I’ve never been an endurance rider, I’ve always raced short distances, first time trials, a bit of road when I was younger and for the last five years just ‘cross. After the local regionals, my last race, I took the decision to switch to longer rides, building up the durations, three then four hours and over the space of a few months hitting nine hours in the saddle. The initial goal was Dirty Reiver, a 200km off-roader, longer than I’d ever done on two wheels with an elevation not far off double my previous daily tally.
The preparation paid off, I got my cloth badge. I finished in just over 12 hours, I didn’t die, I didn’t need to use the tin foil blanket and orange survival bag I’d hiked round for half a day. Despite everything I’d set a goal, trained when the weather sucked, planned my pain strategies and come out of the other side.

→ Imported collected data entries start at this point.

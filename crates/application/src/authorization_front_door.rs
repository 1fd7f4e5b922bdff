use std::sync::atomic::{AtomicBool, AtomicU64, Ordering};
use std::sync::{Arc, PoisonError, RwLock, RwLockReadGuard};

use sitegate_domain::{AuthenticatedUser, OrgHierarchy, RoleName};
use tokio::sync::watch;
use tokio::task::JoinHandle;
use tracing::debug;

use crate::PermissionService;

#[cfg(test)]
mod tests;

/// Session facts the front door reacts to.
#[derive(Debug, Clone, Default, PartialEq, Eq)]
pub struct SessionState {
    /// Whether the session opted into matrix-based permissions.
    pub uses_permissions: bool,
    /// Signed-in user, if any.
    pub user: Option<AuthenticatedUser>,
}

impl SessionState {
    /// Creates a signed-in session.
    #[must_use]
    pub fn signed_in(user: AuthenticatedUser, uses_permissions: bool) -> Self {
        Self {
            uses_permissions,
            user: Some(user),
        }
    }

    fn watch_key(&self) -> (bool, bool, Option<&str>) {
        (
            self.uses_permissions,
            self.user.is_some(),
            self.user.as_ref().map(AuthenticatedUser::uid),
        )
    }

    fn wants_permissions(&self) -> bool {
        self.uses_permissions && self.user.is_some()
    }
}

enum Rearm {
    Unchanged,
    Idle,
    Load(u64),
}

/// Binds a [`PermissionService`] to the live session.
///
/// Whenever `(uses_permissions, authenticated, uid)` changes, the front door
/// either starts a load or resets the service. Loads that settle after a later
/// change are ignored.
pub struct AuthorizationFrontDoor {
    permission_service: Arc<PermissionService>,
    session: RwLock<SessionState>,
    epoch: AtomicU64,
    permissions_loaded: AtomicBool,
}

impl AuthorizationFrontDoor {
    /// Creates a front door and arms it for `initial` right away.
    pub async fn new(permission_service: Arc<PermissionService>, initial: SessionState) -> Arc<Self> {
        let front_door = Arc::new(Self {
            permission_service,
            session: RwLock::new(initial),
            epoch: AtomicU64::new(0),
            permissions_loaded: AtomicBool::new(false),
        });

        let rearm = {
            let session = front_door.read_session();
            front_door.arm(&session)
        };
        front_door.settle(rearm).await;
        front_door
    }

    /// Creates a front door that follows a session channel.
    ///
    /// The current value is applied before returning; later values are applied
    /// by a background task that ends when the sender is dropped.
    pub async fn bind(
        permission_service: Arc<PermissionService>,
        mut session: watch::Receiver<SessionState>,
    ) -> (Arc<Self>, JoinHandle<()>) {
        let initial = session.borrow_and_update().clone();
        let front_door = Self::new(permission_service, initial).await;

        let watcher = {
            let front_door = Arc::clone(&front_door);
            tokio::spawn(async move {
                while session.changed().await.is_ok() {
                    let next = session.borrow_and_update().clone();
                    let rearm = front_door.apply(next);
                    let front_door = Arc::clone(&front_door);
                    tokio::spawn(async move {
                        front_door.settle(rearm).await;
                    });
                }
                debug!("session channel closed");
            })
        };

        (front_door, watcher)
    }

    /// Applies a new session state and waits for any load it starts.
    ///
    /// An unchanged session that still lacks permissions retries the load.
    ///
    /// Returns whether permissions are loaded for the resulting session.
    pub async fn observe(&self, next: SessionState) -> bool {
        let rearm = self.apply(next);
        self.settle(rearm).await
    }

    /// Retries the permission load for the current session if it has not
    /// succeeded yet.
    ///
    /// Returns whether permissions are loaded afterwards. Sessions that do not
    /// use permissions stay unloaded.
    pub async fn ensure_permissions_loaded(&self) -> bool {
        let rearm = {
            let session = self.read_session();
            self.retry(&session)
        };
        self.settle(rearm).await
    }

    /// Returns whether permissions are loaded for the current session.
    #[must_use]
    pub fn permissions_loaded(&self) -> bool {
        self.permissions_loaded.load(Ordering::SeqCst)
    }

    /// Site-scoped capability check for the current user.
    ///
    /// A missing `site_id` denies.
    #[must_use]
    pub fn can(
        &self,
        site_id: Option<&str>,
        resource: &str,
        action: &str,
        sub_resource: Option<&str>,
    ) -> bool {
        let Some(site_id) = site_id else {
            return false;
        };
        if !self.permissions_loaded() {
            return false;
        }

        let session = self.read_session();
        self.permission_service.can_perform_site_action(
            session.user.as_ref(),
            site_id,
            resource,
            action,
            sub_resource,
        )
    }

    /// Capability check for an org node, scoped to its top-level site.
    ///
    /// Nodes without an owning site deny.
    #[must_use]
    pub fn can_in_org(
        &self,
        hierarchy: &OrgHierarchy,
        org_id: &str,
        resource: &str,
        action: &str,
        sub_resource: Option<&str>,
    ) -> bool {
        self.can(
            hierarchy.top_level_site(org_id),
            resource,
            action,
            sub_resource,
        )
    }

    /// Site-independent capability check for the current user.
    #[must_use]
    pub fn can_global(&self, resource: &str, action: &str, sub_resource: Option<&str>) -> bool {
        if !self.permissions_loaded() {
            return false;
        }

        let session = self.read_session();
        self.permission_service.can_perform_global_action(
            session.user.as_ref(),
            resource,
            action,
            sub_resource,
        )
    }

    /// Minimum-role check for the current user.
    #[must_use]
    pub fn has_role(&self, site_id: Option<&str>, required: &RoleName) -> bool {
        if !self.permissions_loaded() {
            return false;
        }

        let session = self.read_session();
        self.permission_service
            .has_role(session.user.as_ref(), site_id, required)
    }

    fn apply(&self, next: SessionState) -> Rearm {
        let mut session = self.session.write().unwrap_or_else(PoisonError::into_inner);
        let changed = session.watch_key() != next.watch_key();
        *session = next;

        if changed {
            self.arm(&session)
        } else {
            self.retry(&session)
        }
    }

    // A failed load leaves the epoch in place, so a retry settles under it.
    fn retry(&self, session: &SessionState) -> Rearm {
        if session.wants_permissions() && !self.permissions_loaded() {
            Rearm::Load(self.epoch.load(Ordering::SeqCst))
        } else {
            Rearm::Unchanged
        }
    }

    // Callers hold the session lock so arming and settling never interleave.
    fn arm(&self, session: &SessionState) -> Rearm {
        let epoch = self.epoch.fetch_add(1, Ordering::SeqCst).wrapping_add(1);
        self.permissions_loaded.store(false, Ordering::SeqCst);

        if session.wants_permissions() {
            Rearm::Load(epoch)
        } else {
            self.permission_service.reset();
            debug!(epoch, "permissions disarmed");
            Rearm::Idle
        }
    }

    async fn settle(&self, rearm: Rearm) -> bool {
        let epoch = match rearm {
            Rearm::Unchanged => return self.permissions_loaded(),
            Rearm::Idle => return false,
            Rearm::Load(epoch) => epoch,
        };

        let loaded = self.permission_service.ensure_loaded().await;

        let _session = self.read_session();
        if self.epoch.load(Ordering::SeqCst) != epoch {
            debug!(epoch, "ignoring permission load for a stale session");
            return false;
        }

        self.permissions_loaded.store(loaded, Ordering::SeqCst);
        debug!(epoch, loaded, "permissions armed");
        loaded
    }

    fn read_session(&self) -> RwLockReadGuard<'_, SessionState> {
        self.session.read().unwrap_or_else(PoisonError::into_inner)
    }
}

I learnt a lot that day, I learnt how much I can suffer, I learnt how to be comfortable with snatched conversations and solitude, importantly I learnt that it’s all relative – the guy who ‘won’ sat around for over 4 hours before I rolled back into HQ.
Getting old sucks. Our meat bodies aren’t really designed for the lifespans we’re achieving and things start going wrong when you least expect it. For me there’s a perverse fun in finding new ways to cheat my skin and bones to push them more, to go way beyond the norm, to mentally and physically stretch myself and to live life to the full on the bike.
So back to Lars, why do I bother?
I bother ‘cause it’s a hoot, I bother because just finishing is better than I’d ever hoped and on a good day when I’m nudging the top twenty it’s bloody amazing. I take inspiration from those younger, those older and those different from me, those that push themselves, those that really try, those for whom it doesn’t come easy. I bother because I can. I bother because I have to.
Through the old dude diaries I’ll share my mid-table mediocrity, my alarmingly regular failures and the occasional but (for me) thrilling successes.